_What the task asks_
Output every entry exactly as written.

_Records to use_

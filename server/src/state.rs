//! Shared server state.
//!
//! The mutable example stores live here and are handed to handlers through
//! axum's `State`, so each router (and each test) gets its own copy.

use std::{
    collections::BTreeMap,
    sync::{Arc, Mutex, MutexGuard},
};

use serde::{Deserialize, Serialize};

use crate::{error::ApiError, latency::Latency};

/// The todo every optimistic-updates list starts with.
pub const DEFAULT_TODO: &str = "Default todo";

/// State shared by every route.
#[derive(Debug, Clone)]
pub struct AppState {
    /// Delay applied to simulated slow endpoints.
    pub latency: Latency,
    /// Optimistic-updates todo list.
    pub todos: TodoStore,
    /// Invalidations-from-mutations posts.
    pub posts: PostStore,
}

impl AppState {
    /// Fresh stores with the given latency.
    pub fn new(latency: Latency) -> Self {
        Self {
            latency,
            todos: TodoStore::default(),
            posts: PostStore::default(),
        }
    }
}

impl Default for AppState {
    fn default() -> Self {
        Self::new(Latency::default())
    }
}

fn lock<T>(mutex: &Mutex<T>) -> Result<MutexGuard<'_, T>, ApiError> {
    mutex.lock().map_err(|_| ApiError::StoreUnavailable)
}

/// Ordered list of todo titles.
#[derive(Debug, Clone)]
pub struct TodoStore {
    todos: Arc<Mutex<Vec<String>>>,
}

impl Default for TodoStore {
    fn default() -> Self {
        Self {
            todos: Arc::new(Mutex::new(vec![DEFAULT_TODO.to_string()])),
        }
    }
}

impl TodoStore {
    /// All todos, oldest first.
    pub fn list(&self) -> Result<Vec<String>, ApiError> {
        Ok(lock(&self.todos)?.clone())
    }

    /// Append a todo. Returns the new length.
    pub fn push(&self, title: String) -> Result<usize, ApiError> {
        let mut todos = lock(&self.todos)?;
        todos.push(title);
        Ok(todos.len())
    }

    /// Back to just the default todo.
    pub fn reset(&self) -> Result<(), ApiError> {
        let mut todos = lock(&self.todos)?;
        todos.clear();
        todos.push(DEFAULT_TODO.to_string());
        Ok(())
    }
}

/// Editable fields of a post.
#[derive(Debug, Clone, PartialEq, Eq, Serialize, Deserialize)]
pub struct PostContent {
    /// Post title.
    pub title: String,
    /// Post body.
    pub description: String,
}

impl Default for PostContent {
    fn default() -> Self {
        Self {
            title: "Default title".to_string(),
            description: "Default description".to_string(),
        }
    }
}

/// A stored post.
#[derive(Debug, Clone, PartialEq, Eq, Serialize)]
pub struct Post {
    /// Client-chosen id.
    pub id: i64,
    /// Title and description.
    #[serde(flatten)]
    pub content: PostContent,
}

/// Posts keyed by id.
#[derive(Debug, Clone, Default)]
pub struct PostStore {
    posts: Arc<Mutex<BTreeMap<i64, PostContent>>>,
}

impl PostStore {
    /// The post stored under `id`, if any.
    pub fn get(&self, id: i64) -> Result<Option<Post>, ApiError> {
        Ok(lock(&self.posts)?
            .get(&id)
            .cloned()
            .map(|content| Post { id, content }))
    }

    /// Insert or replace. Returns `true` when a post was replaced.
    pub fn upsert(&self, id: i64, content: PostContent) -> Result<bool, ApiError> {
        Ok(lock(&self.posts)?.insert(id, content).is_some())
    }

    /// Remove every post.
    pub fn clear(&self) -> Result<(), ApiError> {
        lock(&self.posts)?.clear();
        Ok(())
    }
}
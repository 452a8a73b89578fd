use axum::{extract::State, routing::get, Router};

use crate::state::AppState;

pub fn router() -> Router<AppState> {
    Router::new().route("/", get(deduped))
}

async fn deduped(State(state): State<AppState>) -> &'static str {
    state.latency.sleep(1.1).await;
    "This is the deduping response!"
}
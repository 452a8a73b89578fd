use axum::{extract::State, routing::get, Router};

use crate::state::AppState;

pub fn router() -> Router<AppState> {
    Router::new().route("/", get(now))
}

async fn now(State(state): State<AppState>) -> String {
    state.latency.sleep(1.5).await;
    format!("Now is {}", chrono::Local::now().format("%a %b %d %Y %H:%M:%S"))
}
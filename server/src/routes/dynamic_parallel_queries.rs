use axum::{
    extract::{Path, State},
    routing::get,
    Router,
};

use crate::state::AppState;

pub fn router() -> Router<AppState> {
    Router::new().route("/:id/user-name", get(user_name))
}

async fn user_name(State(state): State<AppState>, Path(id): Path<String>) -> String {
    state.latency.sleep(1.1).await;
    format!("User {id}")
}
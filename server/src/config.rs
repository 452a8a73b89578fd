//! Command line and environment configuration.

use clap::Parser;

/// Toy backend for the Leptos Query example gallery.
#[derive(Parser, Debug, Clone, PartialEq)]
#[command(name = "gallery-server")]
#[command(about = "Serves the gallery examples with simulated latency and flaky endpoints")]
pub struct Config {
    /// Host address to bind to
    #[arg(long, env = "GALLERY_HOST", default_value = "127.0.0.1")]
    pub host: String,

    /// Port to bind the server to
    #[arg(short, long, env = "GALLERY_PORT", default_value_t = 5000)]
    pub port: u16,

    /// Multiplier applied to every simulated delay. 0 disables latency.
    #[arg(long, env = "GALLERY_LATENCY_SCALE", default_value_t = 1.0)]
    pub latency_scale: f64,

    /// Enable verbose logging
    #[arg(short, long)]
    pub verbose: bool,
}

impl Config {
    /// Parse configuration from command line arguments and environment.
    pub fn parse() -> Self {
        <Self as Parser>::parse()
    }

    /// Address to bind, `host:port`.
    pub fn address(&self) -> String {
        format!("{}:{}", self.host, self.port)
    }

    /// Default tracing directive for this crate and the HTTP layer.
    pub fn log_filter(&self) -> String {
        let level = if self.verbose { "debug" } else { "info" };
        format!("leptos_query_gallery_server={level},tower_http={level}")
    }
}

_Solution for this task_
filename server/src/state.rs
//! Shared server state.
//!
//! The mutable example stores live here and are handed to handlers through
//! axum's `State`, so each router (and each test) gets its own copy.

use std::{
    collections::BTreeMap,
    sync::{Arc, Mutex, MutexGuard},
};

use serde::{Deserialize, Serialize};

use crate::{error::ApiError, latency::Latency};

/// The todo every optimistic-updates list starts with.
pub const DEFAULT_TODO: &str = "Default todo";

/// State shared by every route.
#[derive(Debug, Clone)]
pub struct AppState {
    /// Delay applied to simulated slow endpoints.
    pub latency: Latency,
    /// Optimistic-updates todo list.
    pub todos: TodoStore,
    /// Invalidations-from-mutations posts.
    pub posts: PostStore,
}

impl AppState {
    /// Fresh stores with the given latency.
    pub fn new(latency: Latency) -> Self {
        Self {
            latency,
            todos: TodoStore::default(),
            posts: PostStore::default(),
        }
    }
}

impl Default for AppState {
    fn default() -> Self {
        Self::new(Latency::default())
    }
}

fn lock<T>(mutex: &Mutex<T>) -> Result<MutexGuard<'_, T>, ApiError> {
    mutex.lock().map_err(|_| ApiError::StoreUnavailable)
}

/// Ordered list of todo titles.
#[derive(Debug, Clone)]
pub struct TodoStore {
    todos: Arc<Mutex<Vec<String>>>,
}

impl Default for TodoStore {
    fn default() -> Self {
        Self {
            todos: Arc::new(Mutex::new(vec![DEFAULT_TODO.to_string()])),
        }
    }
}

impl TodoStore {
    /// All todos, oldest first.
    pub fn list(&self) -> Result<Vec<String>, ApiError> {
        Ok(lock(&self.todos)?.clone())
    }

    /// Append a todo. Returns the new length.
    pub fn push(&self, title: String) -> Result<usize, ApiError> {
        let mut todos = lock(&self.todos)?;
        todos.push(title);
        Ok(todos.len())
    }

    /// Back to just the default todo.
    pub fn reset(&self) -> Result<(), ApiError> {
        let mut todos = lock(&self.todos)?;
        todos.clear();
        todos.push(DEFAULT_TODO.to_string());
        Ok(())
    }
}

/// Editable fields of a post.
#[derive(Debug, Clone, PartialEq, Eq, Serialize, Deserialize)]
pub struct PostContent {
    /// Post title.
    pub title: String,
    /// Post body.
    pub description: String,
}

impl Default for PostContent {
    fn default() -> Self {
        Self {
            title: "Default title".to_string(),
            description: "Default description".to_string(),
        }
    }
}

/// A stored post.
#[derive(Debug, Clone, PartialEq, Eq, Serialize)]
pub struct Post {
    /// Client-chosen id.
    pub id: i64,
    /// Title and description.
    #[serde(flatten)]
    pub content: PostContent,
}

/// Posts keyed by id.
#[derive(Debug, Clone, Default)]
pub struct PostStore {
    posts: Arc<Mutex<BTreeMap<i64, PostContent>>>,
}

impl PostStore {
    /// The post stored under `id`, if any.
    pub fn get(&self, id: i64) -> Result<Option<Post>, ApiError> {
        Ok(lock(&self.posts)?
            .get(&id)
            .cloned()
            .map(|content| Post { id, content }))
    }

    /// Insert or replace. Returns `true` when a post was replaced.
    pub fn upsert(&self, id: i64, content: PostContent) -> Result<bool, ApiError> {
        Ok(lock(&self.posts)?.insert(id, content).is_some())
    }

    /// Remove every post.
    pub fn clear(&self) -> Result<(), ApiError> {
        lock(&self.posts)?.clear();
        Ok(())
    }
}
repository 452a8a73b89578fd
use axum::{extract::State, routing::get, Router};

use crate::state::AppState;

pub fn router() -> Router<AppState> {
    Router::new().route("/", get(deduped))
}

async fn deduped(State(state): State<AppState>) -> &'static str {
    state.latency.sleep(1.1).await;
    "This is the deduping response!"
}
repository 452a8a73b89578fd
use axum::{extract::State, routing::get, Router};

use crate::state::AppState;

pub fn router() -> Router<AppState> {
    Router::new().route("/", get(now))
}

async fn now(State(state): State<AppState>) -> String {
    state.latency.sleep(1.5).await;
    format!("Now is {}", chrono::Local::now().format("%a %b %d %Y %H:%M:%S"))
}
filename server/src/routes/dynamic_parallel_queries.rs
use axum::{
    extract::{Path, State},
    routing::get,
    Router,
};

use crate::state::AppState;

pub fn router() -> Router<AppState> {
    Router::new().route("/:id/user-name", get(user_name))
}

async fn user_name(State(state): State<AppState>, Path(id): Path<String>) -> String {
    state.latency.sleep(1.1).await;
    format!("User {id}")
}
filename server/src/config.rs
repository 452a8a73b89578fd
//! Command line and environment configuration.

use clap::Parser;

/// Toy backend for the Leptos Query example gallery.
#[derive(Parser, Debug, Clone, PartialEq)]
#[command(name = "gallery-server")]
#[command(about = "Serves the gallery examples with simulated latency and flaky endpoints")]
pub struct Config {
    /// Host address to bind to
    #[arg(long, env = "GALLERY_HOST", default_value = "127.0.0.1")]
    pub host: String,

    /// Port to bind the server to
    #[arg(short, long, env = "GALLERY_PORT", default_value_t = 5000)]
    pub port: u16,

    /// Multiplier applied to every simulated delay. 0 disables latency.
    #[arg(long, env = "GALLERY_LATENCY_SCALE", default_value_t = 1.0)]
    pub latency_scale: f64,

    /// Enable verbose logging
    #[arg(short, long)]
    pub verbose: bool,
}

impl Config {
    /// Parse configuration from command line arguments and environment.
    pub fn parse() -> Self {
        <Self as Parser>::parse()
    }

    /// Address to bind, `host:port`.
    pub fn address(&self) -> String {
        format!("{}:{}", self.host, self.port)
    }

    /// Default tracing directive for this crate and the HTTP layer.
    pub fn log_filter(&self) -> String {
        let level = if self.verbose { "debug" } else { "info" };
        format!("leptos_query_gallery_server={level},tower_http={level}")
    }
}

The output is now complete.